I had the best time at my internship today.

Actually, if you’d asked me at around 2:30, I would not have been as cheerful. Because the reason I am ecstatic right now is because I got some major work done, stuff that is actually being used for something. (You won’t see it anywhere, but people in a meeting will…) And the road there wasn’t easy by a long shot.

Yesterday, I was asked to do a project that would take two days, and asked if I could come in today to finish it up. I accepted; if I get a job soon I might have to stop going to the internship, so I want to get as much out of it as I can. Plus, I was feeling challenged by the project–and my first impulse was to duck out. My stubborn streak said No, Heather, you are not going to be a wuss about this. You are going to do this thing.

And so it was rather reluctantly that I got up this morning. I left early to run an errand in Evans and wound up arriving downtown at 7:30. I spent the half hour before the office opened wandering around Riverwalk, starting this time at the Marina. The morning light with its long shadows made for some beautiful scenes, and the weather was cool and not too muggy. I’m glad I was early.
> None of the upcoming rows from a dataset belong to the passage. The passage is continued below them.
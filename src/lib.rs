/*!
shapeways-oauth1: an OAuth 1.0a client of the [Shapeways](https://www.shapeways.com) REST API.

# Overview

Requests are signed with HMAC-SHA1 and authorized through the
`Authorization` header. The client drives the three-legged handshake and
then exposes one method per API operation, each returning the decoded JSON
answer of the provider.

Structural mistakes (empty credentials, a missing required parameter, a
callback url without `oauth_token` / `oauth_verifier`) are returned as
[`Error`]. Anything that goes wrong on the wire is not: the call answers
`None` (or `false` for the token exchange) and the cause is logged through
the [`log`](https://crates.io/crates/log) facade.

# How to use

## Acquiring an access token

```no_run
use std::io;

# fn main() -> Result<(), Box<dyn std::error::Error>> {
let mut client = shapeways_oauth1::Client::builder("[CONSUMER_KEY]", "[CONSUMER_SECRET]")
    .callback_url("https://example.com/shapeways/callback")
    .build()?;

// step 1: acquire a request token
let authentication_url = client
    .begin_authorization()
    .ok_or("request token not available")?;
println!("please access to: {}", authentication_url);

// step 2: the user comes back to the callback url
println!("paste the url you were redirected to: ");
let mut callback = String::new();
io::stdin().read_line(&mut callback)?;

// step 3: exchange it for an access token
if client.complete_authorization_from_callback_url(callback.trim())? {
    println!(
        "your token and secret is: \n token: {}\n secret: {}",
        client.token().unwrap_or_default(),
        client.token_secret().unwrap_or_default()
    );
}
# Ok(())
# }
```

## Calling the API

```no_run
use shapeways_oauth1::{Client, Params};

# fn main() -> Result<(), Box<dyn std::error::Error>> {
let mut client = Client::builder("[CONSUMER_KEY]", "[CONSUMER_SECRET]")
    .token("[ACCESS_TOKEN]", "[TOKEN_SECRET]")
    .build()?;

let model = client.add_model(
    Params::new()
        .field("fileName", "cube.stl")
        .field("hasRightsToModel", 1)
        .field("acceptTermsAndConditions", 1)
        .file(std::fs::read("cube.stl")?),
)?;
match model {
    Some(model) => println!("uploaded: {}", model),
    None => println!("upload failed"),
}
# Ok(())
# }
```
*/
mod client;
mod config;
mod error;
mod request;
pub mod resources;
mod secrets;
mod signer;
mod token_reader;
mod transport;
#[cfg(test)]
mod testing;

// exposed to external program
pub use client::{parse_callback_url, Client, ClientBuilder, ACCESS_TOKEN_PATH, REQUEST_TOKEN_PATH};
pub use config::{Config, EnvSettings, DEFAULT_API_VERSION, DEFAULT_BASE_URL};
pub use error::{Error, Result, TokenReaderError, TokenReaderResult, TransportError, TransportResult};
pub use request::{build_url, Endpoint, ParamValue, Params};
pub use secrets::{ConsumerOnly, Secrets, SecretsProvider, Session};
pub use signer::{
    authorization_header, base_string_uri, hmac_sha1_signature, normalize_parameters,
    percent_encode, signature_base_string, OAuthParameters, SignedRequest, Signer,
};
pub use token_reader::{read_oauth_token, TokenResponse};
pub use transport::{HttpRequest, HttpResponse, ReqwestTransport, Transport};

// exposed constant variables
/// Represents `oauth_callback`.
pub const OAUTH_CALLBACK_KEY: &str = "oauth_callback";
/// Represents `oauth_nonce`.
pub const OAUTH_NONCE_KEY: &str = "oauth_nonce";
/// Represents `oauth_timestamp`.
pub const OAUTH_TIMESTAMP_KEY: &str = "oauth_timestamp";
/// Represents `oauth_token`.
pub const OAUTH_TOKEN_KEY: &str = "oauth_token";
/// Represents `oauth_token_secret`.
pub const OAUTH_TOKEN_SECRET_KEY: &str = "oauth_token_secret";
/// Represents `oauth_verifier`.
pub const OAUTH_VERIFIER_KEY: &str = "oauth_verifier";
/// Represents `oauth_version`.
pub const OAUTH_VERSION_KEY: &str = "oauth_version";
/// Represents `realm`.
pub const REALM_KEY: &str = "realm";
/// Request token response field holding the user authorization url.
pub const AUTHENTICATION_URL_KEY: &str = "authentication_url";
/// Parameter carrying model and photo uploads.
pub const FILE_KEY: &str = "file";

// crate-private constant variables
pub(crate) const OAUTH_SIGNATURE_KEY: &str = "oauth_signature";
pub(crate) const OAUTH_SIGNATURE_METHOD_KEY: &str = "oauth_signature_method";
pub(crate) const OAUTH_CONSUMER_KEY: &str = "oauth_consumer_key";
use serde::{Deserialize, Serialize};

use crate::{Error, Result};

pub trait SecretsProvider {
    fn get_consumer_key_pair<'a>(&'a self) -> (&'a str, &'a str);

    fn get_token_option_pair<'a>(&'a self) -> (Option<&'a str>, Option<&'a str>);
}

/// Token state of a client.
///
/// Transitions are driven by the client only:
/// `Unauthenticated -> RequestToken -> AccessToken`.
#[derive(Debug, Clone, Default, PartialEq, Eq, Serialize, Deserialize)]
#[serde(tag = "phase", rename_all = "snake_case")]
pub enum Session {
    #[default]
    Unauthenticated,
    /// Mid-handshake. The secret arrives with the request token response,
    /// the token itself only comes back with the user's callback.
    RequestToken {
        token: Option<String>,
        secret: Option<String>,
    },
    AccessToken { token: String, secret: String },
}

impl Session {
    pub fn is_authorized(&self) -> bool {
        matches!(self, Session::AccessToken { .. })
    }

    pub fn token(&self) -> Option<&str> {
        match self {
            Session::Unauthenticated => None,
            Session::RequestToken { token, .. } => token.as_deref(),
            Session::AccessToken { token, .. } => Some(token),
        }
    }

    pub fn secret(&self) -> Option<&str> {
        match self {
            Session::Unauthenticated => None,
            Session::RequestToken { secret, .. } => secret.as_deref(),
            Session::AccessToken { secret, .. } => Some(secret),
        }
    }
}

/// Consumer credentials together with the current session.
#[derive(Debug, Clone)]
pub struct Secrets {
    consumer_key: String,
    consumer_secret: String,
    session: Session,
}

impl Secrets {
    pub fn new<TKey, TSecret>(consumer_key: TKey, consumer_secret: TSecret) -> Result<Self>
    where
        TKey: Into<String>,
        TSecret: Into<String>,
    {
        let consumer_key = consumer_key.into();
        let consumer_secret = consumer_secret.into();
        if consumer_key.is_empty() {
            return Err(Error::Configuration("consumer key is empty".into()));
        }
        if consumer_secret.is_empty() {
            return Err(Error::Configuration("consumer secret is empty".into()));
        }
        Ok(Secrets {
            consumer_key,
            consumer_secret,
            session: Session::Unauthenticated,
        })
    }

    /// Seed an already issued access token, skipping the handshake.
    pub fn token<TKey, TSecret>(self, token: TKey, token_secret: TSecret) -> Result<Self>
    where
        TKey: Into<String>,
        TSecret: Into<String>,
    {
        let token = token.into();
        let secret = token_secret.into();
        if token.is_empty() || secret.is_empty() {
            return Err(Error::Configuration(
                "access token and token secret must both be set".into(),
            ));
        }
        Ok(Secrets {
            session: Session::AccessToken { token, secret },
            ..self
        })
    }

    pub fn consumer_key(&self) -> &str {
        &self.consumer_key
    }

    pub fn session(&self) -> &Session {
        &self.session
    }

    /// View of these secrets without any token, as used for the request
    /// token step.
    pub fn consumer_only(&self) -> ConsumerOnly<'_> {
        ConsumerOnly(self)
    }

    pub(crate) fn request_token_obtained(&mut self, secret: String) {
        self.session = Session::RequestToken {
            token: None,
            secret: Some(secret),
        };
    }

    /// Install the token returned on the callback next to the stored request
    /// secret.
    pub(crate) fn request_token_returned(&mut self, token: String) {
        let secret = match &self.session {
            Session::RequestToken { secret, .. } => secret.clone(),
            _ => None,
        };
        self.session = Session::RequestToken {
            token: Some(token),
            secret,
        };
    }

    pub(crate) fn access_token_obtained(&mut self, token: String, secret: String) {
        self.session = Session::AccessToken { token, secret };
    }
}

impl SecretsProvider for Secrets {
    fn get_consumer_key_pair<'a>(&'a self) -> (&'a str, &'a str) {
        (&self.consumer_key, &self.consumer_secret)
    }

    fn get_token_option_pair<'a>(&'a self) -> (Option<&'a str>, Option<&'a str>) {
        (self.session.token(), self.session.secret())
    }
}

pub struct ConsumerOnly<'a>(&'a Secrets);

impl SecretsProvider for ConsumerOnly<'_> {
    fn get_consumer_key_pair<'a>(&'a self) -> (&'a str, &'a str) {
        self.0.get_consumer_key_pair()
    }

    fn get_token_option_pair<'a>(&'a self) -> (Option<&'a str>, Option<&'a str>) {
        (None, None)
    }
}
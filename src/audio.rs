//! Sound cue routing
//!
//! The simulation emits [`SoundCue`] values; this module carries them to
//! whatever playback backend the embedder provides. Synthesis and playback
//! live entirely with the backend - a missing or failed backend leaves the
//! game silent and never reaches the turn clock.

use crate::sim::SoundCue;

/// Playback side of the audio collaborator
pub trait AudioBackend {
    /// Play one cue at the given effective volume (0.0 - 1.0)
    fn play(&mut self, cue: SoundCue, volume: f32);
}

/// Audio manager for the game: volume/mute policy over an optional backend
pub struct AudioManager {
    backend: Option<Box<dyn AudioBackend>>,
    master_volume: f32,
    sfx_volume: f32,
    muted: bool,
}

impl Default for AudioManager {
    fn default() -> Self {
        Self::new()
    }
}

impl AudioManager {
    /// Manager with no backend: every cue is a silent no-op
    pub fn new() -> Self {
        Self {
            backend: None,
            master_volume: 0.8,
            sfx_volume: 1.0,
            muted: false,
        }
    }

    pub fn with_backend(backend: Box<dyn AudioBackend>) -> Self {
        Self {
            backend: Some(backend),
            ..Self::new()
        }
    }

    /// Set master volume (0.0 - 1.0)
    pub fn set_master_volume(&mut self, vol: f32) {
        self.master_volume = vol.clamp(0.0, 1.0);
    }

    /// Set SFX volume (0.0 - 1.0)
    pub fn set_sfx_volume(&mut self, vol: f32) {
        self.sfx_volume = vol.clamp(0.0, 1.0);
    }

    /// Mute/unmute all audio
    pub fn set_muted(&mut self, muted: bool) {
        self.muted = muted;
    }

    pub fn is_muted(&self) -> bool {
        self.muted
    }

    /// Get effective volume
    fn effective_volume(&self) -> f32 {
        if self.muted {
            0.0
        } else {
            self.master_volume * self.sfx_volume
        }
    }

    /// Forward a cue to the backend when audible
    pub fn play(&mut self, cue: SoundCue) {
        let vol = self.effective_volume();
        if vol <= 0.0 {
            return;
        }
        let Some(backend) = self.backend.as_mut() else {
            return;
        };
        backend.play(cue, vol);
    }
}
//! Turn-duration formulas
//!
//! The game speeds up as levels advance: the player clock tightens by 10%
//! on each odd level >= 4, the zombie clock on each even level >= 4. The
//! formulas have no natural floor, so the scheduler clamps them with the
//! configurable minimum from [`crate::Settings`].

use crate::consts::{BASE_PLAYER_DURATION_MS, BASE_ZOMBIE_DURATION_MS};

/// Per-level durations for the two turn clocks, in milliseconds
#[derive(Debug, Clone, Copy, PartialEq)]
pub struct TurnDurations {
    pub player_ms: f64,
    pub zombie_ms: f64,
}

impl TurnDurations {
    /// Compute the unclamped durations for a 1-based level
    pub fn for_level(level: u32) -> Self {
        Self {
            player_ms: player_turn_duration(level),
            zombie_ms: zombie_turn_duration(level),
        }
    }

    /// Apply the configured lower bound to both clocks
    pub fn clamped(self, floor_ms: f64) -> Self {
        Self {
            player_ms: self.player_ms.max(floor_ms),
            zombie_ms: self.zombie_ms.max(floor_ms),
        }
    }
}

/// Player turn duration: 1000ms through level 3, then 0.9^k where k counts
/// the odd levels in [4, level]
pub fn player_turn_duration(level: u32) -> f64 {
    if level <= 3 {
        return BASE_PLAYER_DURATION_MS;
    }
    let increments = (4..=level).filter(|l| l % 2 == 1).count() as i32;
    1000.0 * 0.9f64.powi(increments)
}

/// Zombie turn duration: 1500/1250/1000ms for levels 1-3, then 0.9^k where
/// k counts the even levels in [4, level]
pub fn zombie_turn_duration(level: u32) -> f64 {
    match level {
        0 | 1 => BASE_ZOMBIE_DURATION_MS,
        2 => 1250.0,
        3 => 1000.0,
        _ => {
            let increments = (4..=level).filter(|l| l % 2 == 0).count() as i32;
            1000.0 * 0.9f64.powi(increments)
        }
    }
}
//! Zombie Swamp entry point
//!
//! Headless demo: an autoplay bot drives the turn scheduler through a few
//! levels on a simulated clock, with game events routed to the log and the
//! run recorded on the local leaderboard. Rendering and playback stay with
//! external collaborators; this binary stands in for them.

use std::path::Path;

use zombie_swamp::audio::{AudioBackend, AudioManager};
use zombie_swamp::consts::POLL_INTERVAL_MS;
use zombie_swamp::sim::{Direction, GameEvent, GamePhase, GameState, SoundCue, TurnScheduler};
use zombie_swamp::{HighScores, Settings, in_bounds, manhattan};

/// Demo levels to clear before calling it a run
const DEMO_LEVELS: u32 = 3;
/// Hard cap on simulated time (ms) in case the bot stalls out a level
const DEMO_TIME_CAP_MS: f64 = 600_000.0;

/// Stand-in playback backend: cues go to the debug log
struct LogAudio;

impl AudioBackend for LogAudio {
    fn play(&mut self, cue: SoundCue, volume: f32) {
        log::debug!("audio: {cue:?} at volume {volume:.2}");
    }
}

/// Pick the safest adjacent cell: never a swamp or a zombie, keep distance
/// from the horde, drift toward a shield pickup when one is up.
fn choose_move(state: &GameState) -> Option<Direction> {
    let dirs = [
        Direction::Up,
        Direction::Down,
        Direction::Left,
        Direction::Right,
    ];

    let mut best: Option<(i32, Direction)> = None;
    for dir in dirs {
        let next = state.player.pos + dir.delta();
        if !in_bounds(next) || state.swamp_at(next) || state.zombie_at(next) {
            continue;
        }

        let danger = state
            .zombies
            .iter()
            .map(|z| manhattan(z.pos, next))
            .min()
            .unwrap_or(i32::MAX);
        let pull = state
            .powerups
            .iter()
            .map(|&p| manhattan(p, next))
            .min()
            .unwrap_or(0);

        let score = danger * 4 - pull;
        if best.is_none_or(|(s, _)| score > s) {
            best = Some((score, dir));
        }
    }

    best.map(|(_, dir)| dir)
}

fn handle_event(event: GameEvent, audio: &mut AudioManager, settings: &Settings) {
    match event {
        GameEvent::Sound(SoundCue::Groan) if !settings.groan_ambience => {}
        GameEvent::Sound(cue) => audio.play(cue),
        GameEvent::Message(text) => log::info!("{text}"),
        GameEvent::ComboPopup { combo } => log::info!("{combo}x COMBO!"),
        GameEvent::ShieldBroken => log::info!("Shield broken!"),
        GameEvent::ExtraLife { lives } => log::info!("Extra life! {lives} remaining"),
        GameEvent::LevelComplete {
            base_score,
            bonus,
            total,
        } => log::info!("Level clear: {base_score} + {bonus} bonus = {total}"),
        GameEvent::GameOver {
            score,
            level,
            zombies_killed,
        } => log::info!("Game over: {score} points, level {level}, {zombies_killed} kills"),
    }
}

fn main() {
    env_logger::init();

    let seed = std::env::args()
        .nth(1)
        .and_then(|arg| arg.parse().ok())
        .unwrap_or(0xD1CE);
    log::info!("Zombie Swamp demo, seed {seed}");

    let settings = Settings::load_or_default(Path::new("settings.json"));
    let mut audio = AudioManager::with_backend(Box::new(LogAudio));
    audio.set_master_volume(settings.master_volume);
    audio.set_sfx_volume(settings.sfx_volume);
    audio.set_muted(settings.muted);

    let mut state = GameState::new(seed);
    let mut scheduler = TurnScheduler::new(settings.min_turn_duration_ms);
    scheduler.start(&mut state, 0.0);

    let mut now = 0.0;
    while now < DEMO_TIME_CAP_MS {
        now += POLL_INTERVAL_MS;

        if scheduler.can_move(now) && state.player.queued_move.is_none() {
            if let Some(dir) = choose_move(&state) {
                scheduler.queue_move(&mut state, dir, now);
            }
        }

        scheduler.poll(&mut state, now);
        for event in state.drain_events() {
            handle_event(event, &mut audio, &settings);
        }

        match state.phase {
            GamePhase::LevelComplete => {
                if state.level >= DEMO_LEVELS {
                    break;
                }
                scheduler.advance_level(&mut state, now);
            }
            GamePhase::GameOver => break,
            _ => {}
        }
    }

    let highscore_path = Path::new("highscores.json");
    let mut scores = HighScores::load_or_default(highscore_path);
    let timestamp = std::time::SystemTime::now()
        .duration_since(std::time::UNIX_EPOCH)
        .map(|d| d.as_millis() as f64)
        .unwrap_or(0.0);
    if let Some(rank) = scores.add_score(state.score, state.level, state.zombies_killed, timestamp)
    {
        log::info!("Leaderboard rank {rank}");
        if let Err(err) = scores.save(highscore_path) {
            log::warn!("Failed to save high scores: {err}");
        }
    }

    let snapshot = state.snapshot();
    println!(
        "Run finished: score {} at level {}, {} zombies destroyed over {} turns ({} lives left)",
        snapshot.score, snapshot.level, state.zombies_killed, snapshot.turn, snapshot.lives
    );
}
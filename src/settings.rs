//! Game settings and preferences
//!
//! Persisted as JSON next to the high-score file.

use std::fs;
use std::io;
use std::path::Path;

use serde::{Deserialize, Serialize};

/// Game settings/preferences
#[derive(Debug, Clone, Serialize, Deserialize)]
pub struct Settings {
    // === Gameplay ===
    /// Lower bound applied to both turn-duration formulas. The formulas
    /// decay exponentially with no floor of their own, so this keeps very
    /// high levels playable.
    pub min_turn_duration_ms: f64,
    /// Ambient zombie groans
    pub groan_ambience: bool,

    // === Audio ===
    /// Master volume (0.0 - 1.0)
    pub master_volume: f32,
    /// Sound effects volume (0.0 - 1.0)
    pub sfx_volume: f32,
    pub muted: bool,
}

impl Default for Settings {
    fn default() -> Self {
        Self {
            min_turn_duration_ms: 150.0,
            groan_ambience: true,
            master_volume: 0.8,
            sfx_volume: 1.0,
            muted: false,
        }
    }
}

impl Settings {
    /// Load settings, falling back to defaults on a missing or unreadable
    /// file
    pub fn load_or_default(path: &Path) -> Self {
        match Self::load(path) {
            Ok(settings) => {
                log::info!("Loaded settings from {}", path.display());
                settings
            }
            Err(err) => {
                log::info!("Using default settings ({err})");
                Self::default()
            }
        }
    }

    pub fn load(path: &Path) -> io::Result<Self> {
        let json = fs::read_to_string(path)?;
        serde_json::from_str(&json).map_err(io::Error::other)
    }

    pub fn save(&self, path: &Path) -> io::Result<()> {
        let json = serde_json::to_string_pretty(self).map_err(io::Error::other)?;
        fs::write(path, json)
    }
}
I finally headed to the office, arriving exactly on time, and got to work scouring various resources for stock photography (again). This was what made yesterday so tiring, and I wasn’t looking forward to any more of it. Amazingly, I found a resource I hadn’t known existed yesterday, and was able to fill out my requirement of images easily. I finished with that just before lunch.

It was with a feeling of accomplishment and relief that I headed out to eat. I didn’t pack a lunch today, thinking that I would treat myself to a restaurant since I was doing extra work. When I started out, I went to the Cotton Patch, but when I went in it looked too intimate and too much like a bar for me to brave alone. I turned around and left.

Wandering down Reynolds, I pondered cutting over to Broad and going to The Bee’s Knees. It was then that I spotted Beamie’s. I’ve wanted to try that place ever since I first saw it, so I went in and took a seat in their outdoor section, adjacent to the parking lot.

Lunch took pretty much exactly my alotted hour, what with waiting for my food and then waiting for my check. The sandwich was, as I mentioned, delicious.

When I got back to the office, the president took a look at the pictures I’d found and picked the ones he liked, then had me print contact sheets so we could narrow them down further. Once the pictures were decided on, it was finally time for the fun stuff: putting all the content together.

I actually had a template for this, so it wasn’t difficult to put everything together. There were 23 pages in all, and things were going well until I got near the end–and suddenly there was way too much copy per page. I messed with the design to make it work, but it really wasn’t looking good…

…so I rewrote most of the copy.

That actually didn’t take very long. I didn’t put my new copy in the document, of course, but I did keep it in a separate Word doc.

I was fairly happy with how I’d laid out the project when the head art director mentioned to me that the font size absolutely had to be the size she’d set it in her template.

This freaked me out, because I had drastically reduced the font size due to the sheer amount of copy. I edited my guides in Master A so I could expand the text area (I was using InDesign), but even this didn’t make enough room for the text without seriously altering the layout on some pages. I did it begrudgingly, thinking that if my copy was used, such drastic measures wouldn’t have to be taken.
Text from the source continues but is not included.